Faltava, entretanto, substituir o próprio Pereira da secretaria-geral. Isso aconteceu em janeiro de 1931, quando Heitor Ferreira Lima, retornando de um estágio de três anos em Moscou, assumiu o comando do partido. Mas ele ficou pouco tempo no posto. Em junho de 1931, foi enviado para o Nordeste e afastado do trabalho cotidiano da direção, fato que contrariava o disposto nos estatutos do partido que impedia que o secretario do partido, regularmente eleito fosse removido do cargo sem justificativa plausível (LIMA, 1982, p. 148). Com o afastamento de Ferreira Lima, o último elo da antiga direção foi rompido e o posto de secretário-geral do partido foi assumido pelo médico Fernando de Lacerda, “maltrapilho, enfrentando a pobreza resolutamente, e trovejando contra o intelectualismo” (DULLES, 1977, p. 366). A desarticulação do antigo grupo dirigente, permitiu a Lacerda ocupar o lugar de “intelectual do antiintelectualismo, dando início ao período de predomínio do ‘obreirismo’” (DEL ROIO, 1990, p. 199).
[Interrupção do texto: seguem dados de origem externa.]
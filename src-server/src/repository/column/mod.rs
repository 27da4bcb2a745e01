//! Column Repository Module
//!
//! This module provides column repository functionality split into specialized sub-modules:
//! - column_repo: Core CRUD operations
//! - column_positioning: Position management within a board

mod column_repo;
mod column_positioning;

pub use column_repo::ColumnRepository;
pub(crate) use column_repo::row_to_column;

// Re-export the operation trait so it can be used by importing ColumnRepository
pub use column_positioning::ColumnPositioningOperations;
Ao lado de Lacerda atuava de maneira cada vez mais aberta a sinistra Ines Guralski, cuja presença na direção de fato do PCB merece uma nota. Esposa de August Guralski ela havia chegado ao Brasil no início de 1931. Segundo conta Heitor Ferreira Lima em suas memórias, Ines falava “fluentemente o espanhol, era sectária e autoritária como seu marido, muito preocupada na luta contra o prestismo entre nós, mas sem nada conhecer de nossos assuntos nem de nosso passado” (LIMA, 1982, p. 146). Em sua luta contra os “desvios de direita” Ines utilizou de métodos sórdidos, revelando a correspondência pessoal de Astrojildo Pereira a outros dirigentes partidários para fazê-lo crer um covarde que teria nascido para “escrever sobre a revolução e não participar dela” (LIMA, 1982, p. 146).[3] Foi ela, também, juntamente com Lacerda, a responsável pelo afastamento de Ferreira Lima da secretaria-geral.

Nos meses subsequentes a direção do PCB foi submetida a uma dura repressão e sofreu seguidas baixas, motivadas por prisões, fugas e exílios. Com uma saúde muito debilitada, Lacerda não conseguia manter o funcionamento efetivo do Comitê Central. Leoncio Basbaum, que havia passado alguns meses em Montevideu, fugindo da polícia, relatou ao Secretariado Sul Americano a fragilidade da direção do PCB e seu sectarismo. Voltando ao Brasil, instalou-se em São Paulo e, juntamente com Augusto Besouchet, começou a reorganizar o comitê regional. Em janeiro de 1932 começaram a ser realizadas reuniões para reconstruir o Comitê Central. A companheira de Fernando, Ercina de Lacerda, foi convocada para as reuniões apesar da oposição de Basbaum, o qual argumentou que ela possuía menos de um ano de partido e não reunia as qualidades necessárias para o posto.

Argumentando que que estava “doente do coração”, Lacerda se recusou a permanecer na secretaria-geral do novo Comitê Central. Com sua renúncia abriu o caminho para a nomeação de José Villar, codinome Miguel, um operário com pouco mais de um ano nas fileiras do partido. Praticamente não ha registros na história do PCB a respeito de Villar. Aparentemente ficou poucos meses em seu posto e não cumpriu nenhum papel relevante na direção, a não ser servir como exemplo na luta contra os intelectuais do partido. Por detrás de Villar, Fernando de Lacerda, agora apoiado por sua esposa, continuava sua campanha.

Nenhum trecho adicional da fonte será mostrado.